Wintershall’s Well Delivery Process
Having developed the tool itself is a necessary step,
but how to embed it in the company’s overall workflows is key to making the tool a success and
achieve the desired impact on the quality of drilling
planning, costing and staffing.
At Wintershall the company wide applied and
Figure 10 —Wintershall’s Stage Gate Process
mandatory project management process called
Stage Gate Process (SGP) is the starting point for
the application of such a tool. Managing a wide variety of projects is a complex, but necessary activity
for any company in the oil & gas business. It is a structured and step-wise approach to plan and execute
drilling projects. The process is based on the five basic E&P project stages of (see Figure 10):
1. IDENTIFY (Study the well phase)
2. SELECT (Concept selection phase)
3. DEFINE (Detailed well design phase)
4. EXECUTE (Drill & complete the well phase)
5. EVALUATE (Benchmark & Lessons Learned phase)
As a project moves from one stage to another it has to pass several major decision points, or “Gates”.
Before passing through a gate, the process has appointed experts (or Gatekeepers), who need to be
satisfied that the project is sound, both technically and commercially.

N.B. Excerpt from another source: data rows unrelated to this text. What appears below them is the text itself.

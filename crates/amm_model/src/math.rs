//! Constant product share math (x·y=k) - Formally verified
//!
//! All amounts are u64; every product widens to u128 before dividing, so no
//! intermediate can overflow for any pair of u64 inputs.

use crate::AmmError;

/// Integer square root, rounded down.
///
/// Babylonian iteration over u128, defined on the whole input range up to
/// `u128::MAX`. `isqrt(a · b)` for u64 `a`, `b` always fits back into u64
/// since `sqrt(u64::MAX²) == u64::MAX`.
pub fn isqrt(v: u128) -> u128 {
    if v < 2 {
        return v;
    }
    // v / 2 + 1 >= sqrt(v) for every v including u128::MAX, so the descent
    // starts at or above the root
    let mut x = v / 2 + 1;
    let mut y = (x + v / x) / 2;
    while y < x {
        x = y;
        y = (x + v / x) / 2;
    }
    x
}

/// Compute `a · b / d` with floor semantics.
///
/// The product is taken in u128 so it cannot overflow; the quotient must fit
/// back into u64.
///
/// # Returns
/// * `AmmError::InvalidReserves` if `d == 0`
/// * `AmmError::Overflow` if the quotient exceeds `u64::MAX`
pub fn mul_div_floor(a: u64, b: u64, d: u64) -> Result<u64, AmmError> {
    if d == 0 {
        return Err(AmmError::InvalidReserves);
    }
    let wide = (a as u128) * (b as u128);
    let q = wide / (d as u128);
    if q > u64::MAX as u128 {
        return Err(AmmError::Overflow);
    }
    Ok(q as u64)
}

/// Calculate pool shares issued for a liquidity contribution
///
/// - First mint (total supply 0): `shares = isqrt(amount0 · amount1)`
/// - Follow-on mint: `shares = min(amount0 · total / reserve0,
///   amount1 · total / reserve1)`, each side floored
///
/// # Properties
/// - **P1**: first mint is the geometric mean of the contribution
/// - **P2**: follow-on mints never credit more than either side's pro-rata
///
/// # Arguments
/// * `reserve0` / `reserve1` - Current reserves (pre-contribution)
/// * `total_shares` - Current pool share supply
/// * `amount0` / `amount1` - Contributed amounts, both must be nonzero
///
/// # Returns
/// * Shares to credit the provider
/// * `AmmError` on zero contribution, empty reserves with outstanding
///   supply, or a contribution that floors to zero shares
pub fn mint_shares(
    reserve0: u64,
    reserve1: u64,
    total_shares: u64,
    amount0: u64,
    amount1: u64,
) -> Result<u64, AmmError> {
    if amount0 == 0 || amount1 == 0 {
        return Err(AmmError::InvalidAmount);
    }

    let shares = if total_shares == 0 {
        // P1: geometric mean of the seed contribution
        let product = (amount0 as u128) * (amount1 as u128);
        let root = isqrt(product);
        if root > u64::MAX as u128 {
            return Err(AmmError::Overflow);
        }
        root as u64
    } else {
        if reserve0 == 0 || reserve1 == 0 {
            return Err(AmmError::InvalidReserves);
        }
        // P2: min of the two pro-rata sides keeps the price unmoved
        let by_side0 = mul_div_floor(amount0, total_shares, reserve0)?;
        let by_side1 = mul_div_floor(amount1, total_shares, reserve1)?;
        by_side0.min(by_side1)
    };

    if shares == 0 {
        return Err(AmmError::InsufficientLiquidity);
    }
    Ok(shares)
}

/// Calculate the pro-rata payout for burning pool shares
///
/// `amountX = shares · reserveX / total_shares`, floored per side. Floor
/// division favors the pool: dust below one share's worth stays in the
/// reserves.
///
/// # Properties
/// - **P3**: per-side floor pro-rata
/// - **P4**: `shares <= total_shares` implies `amountX <= reserveX`
///
/// # Arguments
/// * `reserve0` / `reserve1` - Current reserves
/// * `total_shares` - Current pool share supply, must be nonzero
/// * `shares` - Shares being burned
///
/// # Returns
/// * `(amount0, amount1)` owed to the recipient
/// * `AmmError::InvalidReserves` if supply or either reserve is zero
/// * `AmmError::InvalidAmount` if `shares` is zero or exceeds the supply
/// * `AmmError::InsufficientLiquidity` if either side floors to zero
pub fn burn_amounts(
    reserve0: u64,
    reserve1: u64,
    total_shares: u64,
    shares: u64,
) -> Result<(u64, u64), AmmError> {
    if total_shares == 0 || reserve0 == 0 || reserve1 == 0 {
        return Err(AmmError::InvalidReserves);
    }
    if shares == 0 || shares > total_shares {
        return Err(AmmError::InvalidAmount);
    }

    let amount0 = mul_div_floor(shares, reserve0, total_shares)?;
    let amount1 = mul_div_floor(shares, reserve1, total_shares)?;

    if amount0 == 0 || amount1 == 0 {
        return Err(AmmError::InsufficientLiquidity);
    }
    Ok((amount0, amount1))
}


// ============================================================================
// Kani Formal Verification Proofs
// ============================================================================

#[cfg(kani)]
mod proofs {
    use super::*;

    /// Bound inputs to 1e9 to keep the state space manageable
    const BOUND: u64 = 1_000_000_000;

    /// **Proof P4: Burn payout never exceeds reserves**
    #[kani::proof]
    fn proof_p4_burn_within_reserves() {
        let reserve0: u64 = kani::any();
        let reserve1: u64 = kani::any();
        let total_shares: u64 = kani::any();
        let shares: u64 = kani::any();

        kani::assume(reserve0 >= 1 && reserve0 <= BOUND);
        kani::assume(reserve1 >= 1 && reserve1 <= BOUND);
        kani::assume(total_shares >= 1 && total_shares <= BOUND);
        kani::assume(shares >= 1 && shares <= total_shares);

        if let Ok((amount0, amount1)) = burn_amounts(reserve0, reserve1, total_shares, shares) {
            assert!(amount0 <= reserve0);
            assert!(amount1 <= reserve1);
        }
    }

    /// **Proof P3: Full-supply burn drains both reserves exactly**
    #[kani::proof]
    fn proof_p3_full_burn_exact() {
        let reserve0: u64 = kani::any();
        let reserve1: u64 = kani::any();
        let total_shares: u64 = kani::any();

        kani::assume(reserve0 >= 1 && reserve0 <= BOUND);
        kani::assume(reserve1 >= 1 && reserve1 <= BOUND);
        kani::assume(total_shares >= 1 && total_shares <= BOUND);

        let result = burn_amounts(reserve0, reserve1, total_shares, total_shares);
        if let Ok((amount0, amount1)) = result {
            assert!(amount0 == reserve0);
            assert!(amount1 == reserve1);
        }
    }

    /// **Proof: mul_div_floor floors**
    ///
    /// The quotient times the divisor never exceeds the product.
    #[kani::proof]
    fn proof_mul_div_floors() {
        let a: u64 = kani::any();
        let b: u64 = kani::any();
        let d: u64 = kani::any();

        kani::assume(a <= BOUND && b <= BOUND);
        kani::assume(d >= 1 && d <= BOUND);

        if let Ok(q) = mul_div_floor(a, b, d) {
            let wide = (a as u128) * (b as u128);
            assert!((q as u128) * (d as u128) <= wide);
            assert!(wide - (q as u128) * (d as u128) < d as u128);
        }
    }
}
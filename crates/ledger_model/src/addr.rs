//! Ledger entity addresses

use core::fmt;
use core::str::FromStr;

/// Address of a ledger entity (token, pool, factory, vault, lending pair,
/// or plain account)
#[repr(transparent)]
#[derive(Clone, Copy, PartialEq, Eq, PartialOrd, Ord, Hash)]
pub struct Addr(pub [u8; 32]);

impl Addr {
    /// The all-zero address; used as the "absent" sentinel nowhere, kept
    /// only so tests can name an address no entity was assigned
    pub const ZERO: Self = Self([0u8; 32]);

    /// Deterministic address derived from an allocation index
    pub const fn from_index(i: u64) -> Self {
        let mut bytes = [0u8; 32];
        let le = i.to_le_bytes();
        let mut j = 0;
        while j < 8 {
            bytes[j] = le[j];
            j += 1;
        }
        Self(bytes)
    }
}

impl fmt::Debug for Addr {
    fn fmt(&self, f: &mut fmt::Formatter<'_>) -> fmt::Result {
        write!(f, "Addr({})", self)
    }
}

impl fmt::Display for Addr {
    /// Short form: leading four bytes as hex
    fn fmt(&self, f: &mut fmt::Formatter<'_>) -> fmt::Result {
        write!(
            f,
            "0x{:02x}{:02x}{:02x}{:02x}..",
            self.0[0], self.0[1], self.0[2], self.0[3]
        )
    }
}

/// Failed to parse an address from its hex form
#[derive(Debug, Clone, Copy, PartialEq, Eq)]
pub struct AddrParseError;

impl fmt::Display for AddrParseError {
    fn fmt(&self, f: &mut fmt::Formatter<'_>) -> fmt::Result {
        f.write_str("address must be 64 hex characters (optional 0x prefix)")
    }
}

impl core::error::Error for AddrParseError {}

impl FromStr for Addr {
    type Err = AddrParseError;

    fn from_str(s: &str) -> Result<Self, Self::Err> {
        let hex = s.strip_prefix("0x").unwrap_or(s);
        if hex.len() != 64 {
            return Err(AddrParseError);
        }
        let mut bytes = [0u8; 32];
        for (i, pair) in hex.as_bytes().chunks_exact(2).enumerate() {
            let hi = nibble(pair[0]).ok_or(AddrParseError)?;
            let lo = nibble(pair[1]).ok_or(AddrParseError)?;
            bytes[i] = (hi << 4) | lo;
        }
        Ok(Self(bytes))
    }
}

fn nibble(c: u8) -> Option<u8> {
    match c {
        b'0'..=b'9' => Some(c - b'0'),
        b'a'..=b'f' => Some(c - b'a' + 10),
        b'A'..=b'F' => Some(c - b'A' + 10),
        _ => None,
    }
}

The SGP is supported by an assurance process with project reviews held between the project team and
the review team. Here the DCI has quickly become a mandatory prerequisite for all reviews as part of the
local drillteams Drilling & Completion project support package. This allows comparing projects using
their DCI values and to map company’s DCI picture. A verification and approval of the DCI through the
Project Review Team which evaluates all proposed well projects is seen as an added process improvement. A statistical overview of all operating companies (OpCo) and corporate well DCIs is already
included in the companies drilling benchmarking process.
While the SGP is a corporate tool to manage large scale exploration and CAPEX projects, a detailed
well planning, execution and evaluation workflow has been developed in parallel. It breaks down this
process into specific Drilling and Completions deliverables for the project teams. This workflow now
forms the basis for Wintershall Drilling’s proprietary Well Engineering Management System (WEMS),
which is the key tool for all Drilling Engineers to fulfill their daily job tasks. Within the defined workflows
the DCI has found its definition in an associated Drilling Standard called “Drilling Complexity Index
Determination”. Several other work steps and deliverables are affected by the DCI as will be demonstrated
later in this paper. Figure 11 and Figure 12 give an overview of selected phases, work steps and/or
deliverables and their connection and dependence on the DCI.
DCI Embedded in Well Delivery Process
Within Wintershall the implementation and acceptance of the Drilling Complexity Index are beyond the
introduction stage as the DCI is currently embedded in most planning processes. As described below, the
DCI is part of the overall drilling planning, execution and evaluation workflow.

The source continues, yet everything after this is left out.